Une action militaire limitée et justifiée en droit devient urgente en Syrie

Voici ce que répondent les stratèges quand on évoque devant eux les massacres commis par le régime syrien sur son peuple et l’impasse dans laquelle se trouve la communauté internationale à la suite des vetos russe et chinois.

1. Il existe un cadre juridique à une action militaire limitée

Question préalable : l’intervention en Serbie par l’OTAN, justifiée par la notion d’ingérence humanitaire constitue-t-elle un précédent transposable à la Syrie ? Non.

D’une part, cette action avait été contestée, même si elle avait permis de poser certaines limites : un cadre multilatéral (OTAN et UE) ; limitation des objectifs (obliger la Serbie à lâcher le Kosovo) ; proportionnalité entre le but et les moyens employés.

D’autre part depuis l’expérience serbe et en partie pour tirer les leçons de celle-ci, le sommet des  chefs d’Etat à l’ONU en septembre 2005  a adopté la Responsabilité de protéger (R2P).

Les Etats membres de l’ONU ont en effet déclaré à cette occasion qu’il incombait à chaque Etat de  « protéger ses populations du génocide, des crimes de guerre, du nettoyage ethnique et des crimes contre l’humanité ». Lorsqu’un Etat est incapable de protéger sa population ou se refuse à le faire (cas du régime syrien), c’est à la communauté internationale que revient la responsabilité subsidiaire d’assurer la protection de cette population contre ces quatre crimes.

Certes, c’est a priori au Conseil de sécurité qu’il appartient de mettre en œuvre cette responsabilité (Darfour en 2006, Côte d’Ivoire et Libye en 2011). Mais que se passe-t-il si le conseil de sécurité est empêché d’agir ? La responsabilité de protéger (R2P) est un engagement pris par la communauté internationale à l’égard des peuples de la terre.
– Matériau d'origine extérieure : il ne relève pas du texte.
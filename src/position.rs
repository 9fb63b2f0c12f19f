use std::fmt;
use std::ops::Add;

use serde::{Deserialize, Serialize};

/// Side length of the pawn grid.
pub const BOARD_SIZE: i32 = 9;

/// A cell on the 9x9 pawn grid, or an anchor on one of the wall-slot grids.
///
/// Rows and columns are 0-indexed; row 0 is player one's home edge and
/// row 8 is player two's home edge.
#[derive(Clone, Copy, Debug, PartialEq, Eq, Hash, PartialOrd, Ord, Serialize, Deserialize)]
pub struct Position {
    pub row: i32,
    pub col: i32,
}

impl Position {
    pub const fn new(row: i32, col: i32) -> Self {
        Self { row, col }
    }

    /// True if this position is a cell of the 9x9 pawn grid.
    pub fn in_bounds(&self) -> bool {
        (0..BOARD_SIZE).contains(&self.row) && (0..BOARD_SIZE).contains(&self.col)
    }
}

impl Add<Direction> for Position {
    type Output = Position;

    fn add(self, direction: Direction) -> Position {
        let (dr, dc) = direction.offset();
        Position::new(self.row + dr, self.col + dc)
    }
}

impl fmt::Display for Position {
    fn fmt(&self, f: &mut fmt::Formatter<'_>) -> fmt::Result {
        write!(f, "({}, {})", self.row, self.col)
    }
}

/// One of the four pawn movement directions.
#[derive(Clone, Copy, Debug, PartialEq, Eq, Hash, Serialize, Deserialize)]
pub enum Direction {
    Up,
    Down,
    Left,
    Right,
}

impl Direction {
    pub const ALL: [Direction; 4] = [
        Direction::Up,
        Direction::Down,
        Direction::Left,
        Direction::Right,
    ];

    /// Unit (row, col) offset for this direction. Up decreases the row.
    pub fn offset(&self) -> (i32, i32) {
        match self {
            Direction::Up => (-1, 0),
            Direction::Down => (1, 0),
            Direction::Left => (0, -1),
            Direction::Right => (0, 1),
        }
    }

    pub fn opposite(&self) -> Direction {
        match self {
            Direction::Up => Direction::Down,
            Direction::Down => Direction::Up,
            Direction::Left => Direction::Right,
            Direction::Right => Direction::Left,
        }
    }

    /// The two directions perpendicular to this one, used for lateral jumps.
    pub fn perpendicular(&self) -> [Direction; 2] {
        match self {
            Direction::Up | Direction::Down => [Direction::Left, Direction::Right],
            Direction::Left | Direction::Right => [Direction::Up, Direction::Down],
        }
    }

    /// The wall orientation that blocks movement in this direction.
    pub fn blocking_orientation(&self) -> Orientation {
        match self {
            Direction::Up | Direction::Down => Orientation::Horizontal,
            Direction::Left | Direction::Right => Orientation::Vertical,
        }
    }
}

/// Orientation of a wall segment.
///
/// Horizontal walls lie between two rows and block row-changing movement;
/// vertical walls lie between two columns and block column-changing movement.
#[derive(Clone, Copy, Debug, PartialEq, Eq, Hash, Serialize, Deserialize)]
pub enum Orientation {
    Horizontal,
    Vertical,
}

/// One of the two players.
#[derive(Clone, Copy, Debug, PartialEq, Eq, Hash, Serialize, Deserialize)]
pub enum Player {
    One,
    Two,
}

impl Player {
    pub fn opponent(&self) -> Player {
        match self {
            Player::One => Player::Two,
            Player::Two => Player::One,
        }
    }

    /// The row this player must reach to win.
    pub fn goal_row(&self) -> i32 {
        match self {
            Player::One => BOARD_SIZE - 1,
            Player::Two => 0,
        }
    }

    /// Index into per-player arrays.
    pub fn index(&self) -> usize {
        match self {
            Player::One => 0,
            Player::Two => 1,
        }
    }

    /// Starting position at the center of the player's home edge.
    pub fn start_position(&self) -> Position {
        match self {
            Player::One => Position::new(0, BOARD_SIZE / 2),
            Player::Two => Position::new(BOARD_SIZE - 1, BOARD_SIZE / 2),
        }
    }
}

impl fmt::Display for Player {
    fn fmt(&self, f: &mut fmt::Formatter<'_>) -> fmt::Result {
        match self {
            Player::One => write!(f, "player 1"),
            Player::Two => write!(f, "player 2"),
        }
    }
}

#[cfg(test)]
mod tests {
    use super::*;

    #[test]
    fn test_position_addition() {
        let pos = Position::new(4, 4);
        assert_eq!(pos + Direction::Up, Position::new(3, 4));
        assert_eq!(pos + Direction::Down, Position::new(5, 4));
        assert_eq!(pos + Direction::Left, Position::new(4, 3));
        assert_eq!(pos + Direction::Right, Position::new(4, 5));
    }

    #[test]
    fn test_position_bounds() {
        assert!(Position::new(0, 0).in_bounds());
        assert!(Position::new(8, 8).in_bounds());
        assert!(!Position::new(-1, 4).in_bounds());
        assert!(!Position::new(9, 4).in_bounds());
        assert!(!Position::new(4, 9).in_bounds());
    }

    #[test]
    fn test_direction_relations() {
        for direction in Direction::ALL {
            assert_eq!(direction.opposite().opposite(), direction);

            let (dr, dc) = direction.offset();
            let (or, oc) = direction.opposite().offset();
            assert_eq!((dr + or, dc + oc), (0, 0));

            for perpendicular in direction.perpendicular() {
                assert_ne!(perpendicular, direction);
                assert_ne!(perpendicular, direction.opposite());
            }
        }
    }

    #[test]
    fn test_blocking_orientation() {
        assert_eq!(Direction::Up.blocking_orientation(), Orientation::Horizontal);
        assert_eq!(Direction::Down.blocking_orientation(), Orientation::Horizontal);
        assert_eq!(Direction::Left.blocking_orientation(), Orientation::Vertical);
        assert_eq!(Direction::Right.blocking_orientation(), Orientation::Vertical);
    }

    #[test]
    fn test_player_goals() {
        assert_eq!(Player::One.goal_row(), 8);
        assert_eq!(Player::Two.goal_row(), 0);
        assert_eq!(Player::One.start_position(), Position::new(0, 4));
        assert_eq!(Player::Two.start_position(), Position::new(8, 4));
        assert_eq!(Player::One.opponent(), Player::Two);
    }
}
On peut soutenir que la communauté internationale est liée tant juridiquement que moralement par cette obligation qui lui impose de protéger, fût-ce en cas de mauvaise volonté de la part de l’un des membres permanents de l’ONU. (Peut-être faudrait-il sinon envisager une catégorie juridique nouvelle en droit international, celle de la complicité d’un Etat ayant fait obstacle à la R2P pour l’un de ces quatre crimes)

Dans le cas de la Syrie, le Commissariat aux Droits de l’Homme de l’ONU et de nombreuses ONG internationales ont évoqué à plusieurs reprises depuis bientôt un an des « crimes contre l’humanité » commis contre la population syrienne. Les massacres en cours à Homs, Zabadani et maintes autres villes et villages de Syrie relèvent eux aussi de l’une ou l’autre des catégories de crimes pouvant déclencher la R2P.

Dans ces conditions, une intervention militaire limitée en Syrie serait justifiée. La R2P obligeant la communauté internationale à protéger le peuple syrien, même en l’absence de consensus au conseil de sécurité. Les leçons des quelques expériences précitées conduisent cependant à poser les conditions suivantes. L’action militaire implique à la fois un mandat régional (Ligue Arabe ou Groupe d’amis de la Syrie ou autre) et une proportionnalité entre les moyens et le but. Celui-ci n’est pas de faire tomber le régime (regime change) – cet acte politique ne doit relever que du seul peuple syrien – mais de l’obliger à changer de comportement (Behaviour change), c’est-à-dire à cesser de massacrer son peuple.

 

2. Quelle forme pourrait-elle prendre ?

– L’Option de la Zone d’exclusion aérienne (No Fly zone) que réclament depuis plusieurs mois les manifestants syriens est très contraignante. Sur le plan technique, elle suppose le déploiement de moyens importants. Sur le plan conceptuel, elle n’est pas complètement cohérente avec l’idée d’une proportionnalité, comme l’a montré l’intervention en Libye. Sur le plan politique, elle se heurte d’ores et déjà aux objections russes  et chinoises.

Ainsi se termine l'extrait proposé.